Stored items
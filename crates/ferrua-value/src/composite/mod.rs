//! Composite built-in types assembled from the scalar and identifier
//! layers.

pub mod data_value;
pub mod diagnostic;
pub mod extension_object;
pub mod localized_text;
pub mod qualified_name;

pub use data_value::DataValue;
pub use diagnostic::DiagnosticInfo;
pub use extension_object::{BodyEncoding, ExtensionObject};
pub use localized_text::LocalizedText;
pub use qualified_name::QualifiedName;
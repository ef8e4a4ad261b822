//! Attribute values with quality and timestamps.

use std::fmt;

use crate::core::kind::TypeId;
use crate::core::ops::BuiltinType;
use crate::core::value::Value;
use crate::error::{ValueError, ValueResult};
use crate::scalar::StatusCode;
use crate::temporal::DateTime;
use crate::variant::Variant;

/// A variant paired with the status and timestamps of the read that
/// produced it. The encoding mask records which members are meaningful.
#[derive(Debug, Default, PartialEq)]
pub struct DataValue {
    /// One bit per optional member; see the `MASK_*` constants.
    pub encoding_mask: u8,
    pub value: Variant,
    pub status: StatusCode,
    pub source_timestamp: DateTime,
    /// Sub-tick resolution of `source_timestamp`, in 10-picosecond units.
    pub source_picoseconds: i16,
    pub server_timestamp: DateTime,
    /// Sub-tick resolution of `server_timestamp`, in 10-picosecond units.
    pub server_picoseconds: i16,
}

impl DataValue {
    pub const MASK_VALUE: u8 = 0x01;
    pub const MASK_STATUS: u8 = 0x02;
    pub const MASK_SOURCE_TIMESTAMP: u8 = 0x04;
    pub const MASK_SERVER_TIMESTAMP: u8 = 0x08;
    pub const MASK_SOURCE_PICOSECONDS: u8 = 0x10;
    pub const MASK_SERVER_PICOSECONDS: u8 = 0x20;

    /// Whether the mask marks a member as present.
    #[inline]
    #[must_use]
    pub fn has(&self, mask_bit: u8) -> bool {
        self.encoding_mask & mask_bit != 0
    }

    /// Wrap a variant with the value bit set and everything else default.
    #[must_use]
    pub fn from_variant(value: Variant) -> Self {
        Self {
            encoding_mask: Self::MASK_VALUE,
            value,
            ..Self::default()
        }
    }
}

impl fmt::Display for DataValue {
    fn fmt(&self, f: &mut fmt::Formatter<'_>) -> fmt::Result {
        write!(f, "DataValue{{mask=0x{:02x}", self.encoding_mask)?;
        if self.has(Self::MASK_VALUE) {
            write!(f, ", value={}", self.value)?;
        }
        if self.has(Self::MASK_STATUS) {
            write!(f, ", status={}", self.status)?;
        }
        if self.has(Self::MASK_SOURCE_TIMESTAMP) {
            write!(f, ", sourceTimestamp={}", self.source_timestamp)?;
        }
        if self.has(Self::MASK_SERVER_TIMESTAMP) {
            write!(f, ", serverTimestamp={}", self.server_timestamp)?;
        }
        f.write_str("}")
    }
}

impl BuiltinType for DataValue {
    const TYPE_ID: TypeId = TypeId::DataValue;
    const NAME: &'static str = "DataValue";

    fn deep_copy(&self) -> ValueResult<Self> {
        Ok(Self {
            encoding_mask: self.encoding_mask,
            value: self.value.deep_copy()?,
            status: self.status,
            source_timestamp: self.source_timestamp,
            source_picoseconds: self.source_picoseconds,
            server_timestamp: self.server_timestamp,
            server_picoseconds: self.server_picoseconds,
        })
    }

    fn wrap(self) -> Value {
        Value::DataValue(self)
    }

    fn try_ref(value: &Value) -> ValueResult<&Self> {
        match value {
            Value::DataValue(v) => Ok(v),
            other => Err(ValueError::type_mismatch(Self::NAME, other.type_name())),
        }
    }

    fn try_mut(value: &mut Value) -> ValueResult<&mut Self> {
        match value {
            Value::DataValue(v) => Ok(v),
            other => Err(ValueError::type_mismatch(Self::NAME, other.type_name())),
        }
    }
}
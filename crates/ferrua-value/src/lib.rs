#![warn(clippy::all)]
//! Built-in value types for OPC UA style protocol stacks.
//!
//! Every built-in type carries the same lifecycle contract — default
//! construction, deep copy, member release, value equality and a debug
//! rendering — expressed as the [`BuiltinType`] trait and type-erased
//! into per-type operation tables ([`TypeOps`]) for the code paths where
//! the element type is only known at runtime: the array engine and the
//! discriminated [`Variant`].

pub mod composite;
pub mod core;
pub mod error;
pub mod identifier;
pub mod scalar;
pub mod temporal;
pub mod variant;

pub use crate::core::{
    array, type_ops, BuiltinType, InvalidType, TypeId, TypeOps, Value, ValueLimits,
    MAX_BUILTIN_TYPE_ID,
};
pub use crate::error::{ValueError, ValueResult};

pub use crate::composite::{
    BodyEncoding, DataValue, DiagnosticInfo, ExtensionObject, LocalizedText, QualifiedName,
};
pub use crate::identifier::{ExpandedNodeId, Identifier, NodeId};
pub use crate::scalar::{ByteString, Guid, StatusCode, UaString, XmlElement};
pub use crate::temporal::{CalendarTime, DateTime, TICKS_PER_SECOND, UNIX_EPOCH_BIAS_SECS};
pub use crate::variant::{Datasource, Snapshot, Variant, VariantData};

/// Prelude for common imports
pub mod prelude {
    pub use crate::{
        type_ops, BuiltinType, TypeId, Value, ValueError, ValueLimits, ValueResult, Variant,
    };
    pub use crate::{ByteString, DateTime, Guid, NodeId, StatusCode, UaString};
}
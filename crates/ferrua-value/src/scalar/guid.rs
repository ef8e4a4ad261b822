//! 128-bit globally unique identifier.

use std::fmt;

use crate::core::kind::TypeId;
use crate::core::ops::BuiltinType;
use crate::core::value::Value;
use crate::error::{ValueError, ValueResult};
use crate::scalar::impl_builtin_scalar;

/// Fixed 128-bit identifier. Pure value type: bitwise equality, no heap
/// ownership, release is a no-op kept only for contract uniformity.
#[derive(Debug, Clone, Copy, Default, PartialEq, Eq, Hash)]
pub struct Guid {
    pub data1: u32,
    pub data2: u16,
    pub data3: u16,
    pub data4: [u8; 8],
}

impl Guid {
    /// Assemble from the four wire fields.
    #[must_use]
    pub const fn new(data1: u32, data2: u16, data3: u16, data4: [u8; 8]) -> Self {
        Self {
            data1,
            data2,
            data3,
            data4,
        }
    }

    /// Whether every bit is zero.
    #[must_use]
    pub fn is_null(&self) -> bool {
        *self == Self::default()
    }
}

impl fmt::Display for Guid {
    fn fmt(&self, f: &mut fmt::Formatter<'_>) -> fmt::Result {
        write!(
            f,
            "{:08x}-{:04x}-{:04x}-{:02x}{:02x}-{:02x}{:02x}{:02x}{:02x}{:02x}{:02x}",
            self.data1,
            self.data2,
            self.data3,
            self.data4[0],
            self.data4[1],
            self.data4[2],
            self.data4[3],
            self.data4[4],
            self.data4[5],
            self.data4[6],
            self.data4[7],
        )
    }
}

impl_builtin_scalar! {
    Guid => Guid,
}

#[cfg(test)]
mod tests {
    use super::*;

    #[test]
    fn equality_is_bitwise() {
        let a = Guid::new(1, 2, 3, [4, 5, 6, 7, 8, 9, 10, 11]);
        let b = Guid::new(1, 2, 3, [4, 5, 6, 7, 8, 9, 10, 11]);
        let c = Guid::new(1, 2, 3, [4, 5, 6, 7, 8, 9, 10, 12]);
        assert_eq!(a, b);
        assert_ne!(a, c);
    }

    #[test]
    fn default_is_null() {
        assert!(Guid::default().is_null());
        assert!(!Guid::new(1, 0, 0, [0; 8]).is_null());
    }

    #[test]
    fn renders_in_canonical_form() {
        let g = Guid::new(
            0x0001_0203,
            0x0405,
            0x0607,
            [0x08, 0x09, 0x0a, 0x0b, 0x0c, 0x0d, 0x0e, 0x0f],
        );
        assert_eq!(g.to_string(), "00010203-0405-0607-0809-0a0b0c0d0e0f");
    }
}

◆ **What the task asks**: The lines above, from the start of the records through the one containing "pub struct DataValue", are to be printed exactly, and nothing else is to be included.

◆ **Result of the exercise**:
filename crates/ferrua-value/src/composite/mod.rs
//! Composite built-in types assembled from the scalar and identifier
//! layers.

pub mod data_value;
pub mod diagnostic;
pub mod extension_object;
pub mod localized_text;
pub mod qualified_name;

pub use data_value::DataValue;
pub use diagnostic::DiagnosticInfo;
pub use extension_object::{BodyEncoding, ExtensionObject};
pub use localized_text::LocalizedText;
pub use qualified_name::QualifiedName;
repository ef8e4a4ad261b822
//! Attribute values with quality and timestamps.

use std::fmt;

use crate::core::kind::TypeId;
use crate::core::ops::BuiltinType;
use crate::core::value::Value;
use crate::error::{ValueError, ValueResult};
use crate::scalar::StatusCode;
use crate::temporal::DateTime;
use crate::variant::Variant;

/// A variant paired with the status and timestamps of the read that
/// produced it. The encoding mask records which members are meaningful.
#[derive(Debug, Default, PartialEq)]
pub struct DataValue {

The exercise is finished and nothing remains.